WHAT YOU NEED TO KNOW: Encompassing all the technology of its TP5 and TP5x golf balls, TaylorMade’s TP5 and TP5x TRK-R golf balls are designed to further enhance the launch-monitor experience. Although the balls are designed for indoor use, they are R&A and USGA-conforming and can be played in competition.

PRICE & AVAILABILITY: Australian on-sale and pricing details for both models are TBA.

3 Cool Things

1. Accurate indoor data. Much like the Titleist RCT balls, the technology beneath the cover of TaylorMade’s latest offerings enables radar-based launch monitors such as Trackman to produce more accurate data readings on indoor fittings.

In this instance, a small amount of liquid silver has been embedded that emits highly reflective waves picked up by the launch monitor. That’s important because while most radar-based launch monitors have difficulty measuring data points indoors, the inclusion of liquid silver printed in a non-symmetrical infinity pattern makes the capture of data indoors highly accurate with TRK-R golf balls. The liquid silver has no impact on the performance of either TP5 or TP5x TRK-R.

“Radar-based launch monitors can be one of the largest investments in the game,” said Mike Fox, TaylorMade’s global senior category director for golf balls. “Ensuring that these units are providing accurate information to the golfer or fitters is just as important as providing top performance.”

2. The real feel. The tracking system is cool, but it means nothing if the ball doesn’t have all the tech of the standard models. These do. Among the benefits are cores that utilise a formulation referred to as “Speed Wrap” that is less dense but just as energetic that the company refers to as “Speed Wrap”. Developed with Dow Chemical, the cores are less dense but just as energetic. The result is two designs that give the target players for each ball a different feel perception, what the company refers to as a “decoupling” speed and feel.

“Typically the ‘5’ guy is always going to focus on feel first and the ‘X’ guy is always going to focus on speed first. But with this technology it gave us the opportunity to increase the speed for the ‘5’ guy and maintain the feel, while the ‘X’ guy is going to get better feel than we were able to get him in the past when we were just pushing for more speed,” Josh Dipert, TaylorMade’s director of golf ball research and development, told Golf Digest when the standard models came out last year.

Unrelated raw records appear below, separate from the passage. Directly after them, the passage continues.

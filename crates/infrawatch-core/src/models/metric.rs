//! 서버 메트릭 모델.

use super::null_default;
use serde::{Deserialize, Serialize};

/// 서버 상태 등급
#[derive(Debug, Clone, Copy, Default, PartialEq, Eq, Hash, Serialize, Deserialize)]
pub enum ServerHealth {
    Good,
    Warning,
    Bad,
    Critical,
    /// 백엔드가 알 수 없는 값을 보낸 경우
    #[default]
    #[serde(other)]
    Unknown,
}

impl ServerHealth {
    /// Critical 또는 Bad
    pub fn is_critical(self) -> bool {
        matches!(self, ServerHealth::Critical | ServerHealth::Bad)
    }
}

/// 서버 1대의 메트릭 샘플
///
/// 고유 키: `(server, environment)`.
#[derive(Debug, Clone, Default, PartialEq, Serialize, Deserialize)]
pub struct MetricSample {
    /// 로컬 서버 ID (예: "server1")
    pub server: String,
    /// 환경 (화면 표기 또는 짧은 코드)
    #[serde(default, deserialize_with = "null_default::deserialize")]
    pub environment: String,
    #[serde(default, deserialize_with = "null_default::deserialize")]
    pub app_name: String,
    /// CPU 사용률 (%)
    #[serde(default, deserialize_with = "null_default::deserialize")]
    pub cpu_usage: f64,
    /// 메모리 사용률 (%)
    #[serde(default, deserialize_with = "null_default::deserialize")]
    pub memory_usage: f64,
    /// 디스크 사용률 (%)
    #[serde(default, deserialize_with = "null_default::deserialize")]
    pub disk_utilization: f64,
    /// CPU 온도 (°C)
    #[serde(default, deserialize_with = "null_default::deserialize")]
    pub cpu_temp: f64,
    /// 전력 소비 (W)
    #[serde(default, deserialize_with = "null_default::deserialize")]
    pub power_consumption: f64,
    /// 클럭 속도 (GHz)
    #[serde(default, deserialize_with = "null_default::deserialize")]
    pub clock_speed: f64,
    #[serde(default)]
    pub cache_miss_rate: Option<f64>,
    #[serde(default, deserialize_with = "null_default::deserialize")]
    pub server_health: ServerHealth,
    #[serde(default, deserialize_with = "null_default::deserialize")]
    pub ip_address: String,
    #[serde(default, deserialize_with = "null_default::deserialize")]
    pub cpu_name: String,
}

impl MetricSample {
    /// 고유 키 `(server, environment)`
    pub fn key(&self) -> (&str, &str) {
        (&self.server, &self.environment)
    }
}
//! 성능 요약 로딩.
//!
//! 캐시 적중이면 그대로 쓰고, 아니면 챗봇에 선택별 프롬프트를 보내 생성한 뒤 캐시에 저장한다.
//! 생성 실패 문구는 캐시하지 않는다.

use crate::summary_parser::{parse_summary, ParsedSummary};
use chrono::{DateTime, Utc};
use infrawatch_core::filter::Selection;
use infrawatch_core::models::chat::ChatRequest;
use infrawatch_core::models::metric::MetricSample;
use infrawatch_core::models::stats::DashboardStats;
use infrawatch_core::ports::dashboard_api::DashboardApi;
use infrawatch_storage::summary_cache::{now_millis, SummaryCache};
use serde_json::{json, Value};
use std::sync::Arc;
use tracing::{debug, info, warn};

/// 요약 생성 실패 시 표시 문구
pub const SUMMARY_UNAVAILABLE: &str =
    "Unable to generate performance summary at this time. Please check your connection and try again.";

/// 프롬프트 컨텍스트에 포함할 최대 메트릭 수
const CONTEXT_METRICS: usize = 10;

const MARKDOWN_HINT: &str = "Use proper markdown formatting with **bold** for important terms.";

/// 요약 출처
#[derive(Debug, Clone, Copy, PartialEq, Eq)]
pub enum SummarySource {
    Cache,
    Generated,
    Unavailable,
    /// 메트릭이 아직 없어 생성하지 않음
    Empty,
}

/// 로딩된 성능 요약
#[derive(Debug, Clone, PartialEq)]
pub struct PerformanceSummary {
    pub text: String,
    pub source: SummarySource,
    /// 캐시 저장 시각 (epoch ms)
    pub stored_at: Option<i64>,
}

impl PerformanceSummary {
    fn empty() -> Self {
        Self {
            text: String::new(),
            source: SummarySource::Empty,
            stored_at: None,
        }
    }

    /// 섹션 분류 (실패 문구는 overview로만 들어간다)
    pub fn parse(&self, selection: &Selection) -> ParsedSummary {
        parse_summary(&self.text, selection)
    }
}

/// 선택 조합별 프롬프트
pub fn build_prompt(selection: &Selection) -> String {
    match (selection.environment_filter(), selection.application_filter()) {
        (None, None) => format!(
            "Provide a comprehensive performance summary for all applications across all environments for the past day. \
             Include overall system health, critical issues, server failure predictions with specific server names and environments, \
             and recommendations. {MARKDOWN_HINT}"
        ),
        (None, Some(app)) => format!(
            "Provide a performance summary for {app} application across all environments for the past day. \
             Compare performance between environments, identify servers at risk of failure with their environment details, \
             and highlight any concerns. {MARKDOWN_HINT}"
        ),
        (Some(env), None) => format!(
            "Provide a performance summary for all applications in {env} environment for the past day. \
             Include key metrics, health status, server failure predictions with specific server names, \
             and any concerns. {MARKDOWN_HINT}"
        ),
        (Some(env), Some(app)) => format!(
            "Provide a performance summary for {app} in {env} environment for the past day. \
             Include key metrics, health status of specific servers, server failure predictions, \
             and any concerns. Always mention server names with their environment context. {MARKDOWN_HINT}"
        ),
    }
}

/// 프롬프트와 함께 보내는 컨텍스트
pub fn build_context(
    selection: &Selection,
    metrics: &[MetricSample],
    stats: &DashboardStats,
    now: DateTime<Utc>,
) -> Value {
    let head: Vec<&MetricSample> = metrics.iter().take(CONTEXT_METRICS).collect();
    json!({
        "environment": selection.environment,
        "application": selection.application,
        "serverMetrics": head,
        "errorCount": stats.total_errors(),
        "timestamp": now.to_rfc3339(),
        "serverCount": metrics.len(),
    })
}

/// 요약 패널 제목
pub fn summary_title(selection: &Selection) -> String {
    match (selection.environment_filter(), selection.application_filter()) {
        (None, None) => "Performance Summary - All Servers".to_string(),
        (None, Some(app)) => format!("Performance Summary - All Servers Running {app}"),
        (Some(env), None) => format!("Performance Summary - All Servers in {env}"),
        (Some(env), Some(app)) => format!("Performance Summary - {app} Servers in {env}"),
    }
}

/// 요약 서비스
#[derive(Clone)]
pub struct SummaryService {
    api: Arc<dyn DashboardApi>,
    cache: SummaryCache,
}

impl SummaryService {
    pub fn new(api: Arc<dyn DashboardApi>, cache: SummaryCache) -> Self {
        Self { api, cache }
    }

    /// 캐시된 요약만 조회 (선택 변경 직후 표시용)
    pub fn cached(&self, selection: &Selection) -> Option<PerformanceSummary> {
        self.cache
            .read_at(selection, now_millis())
            .map(|hit| PerformanceSummary {
                text: hit.summary,
                source: SummarySource::Cache,
                stored_at: Some(hit.stored_at),
            })
    }

    /// 요약 로딩. `force`면 기존 캐시 항목을 지우고 새로 생성한다.
    pub async fn load(
        &self,
        selection: &Selection,
        metrics: &[MetricSample],
        stats: &DashboardStats,
        force: bool,
    ) -> PerformanceSummary {
        if force {
            if let Err(e) = self.cache.invalidate(selection) {
                warn!("요약 캐시 삭제 실패: {e}");
            }
        } else if let Some(hit) = self.cached(selection) {
            debug!("요약 캐시 적중: {selection}");
            return hit;
        }

        if metrics.is_empty() {
            debug!("메트릭 없음, 요약 생성 생략: {selection}");
            return PerformanceSummary::empty();
        }

        let now = Utc::now();
        let request = ChatRequest {
            message: build_prompt(selection),
            context: build_context(selection, metrics, stats, now),
            timestamp: now,
        };

        match self.api.send_chat(&request).await {
            Ok(reply) => {
                let stored_at = now.timestamp_millis();
                if let Err(e) = self.cache.write_at(selection, &reply.response, stored_at) {
                    warn!("요약 캐시 저장 실패: {e}");
                }
                info!("성능 요약 생성 완료: {selection}");
                PerformanceSummary {
                    text: reply.response,
                    source: SummarySource::Generated,
                    stored_at: Some(stored_at),
                }
            }
            Err(e) => {
                warn!("성능 요약 생성 실패: {e}");
                PerformanceSummary {
                    text: SUMMARY_UNAVAILABLE.to_string(),
                    source: SummarySource::Unavailable,
                    stored_at: None,
                }
            }
        }
    }
}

3. Layers of technology. Both the standard TP5 and TP5x have five layers as do the TRK-R balls. Those layers feature progressive firmnesses to create a larger gap, or separation, between the stiffness of the core and the stiffness of the outermost mantle layer. The greater that difference, the theory goes, the greater range can be created between lower spin off the driver and higher spin off the wedges.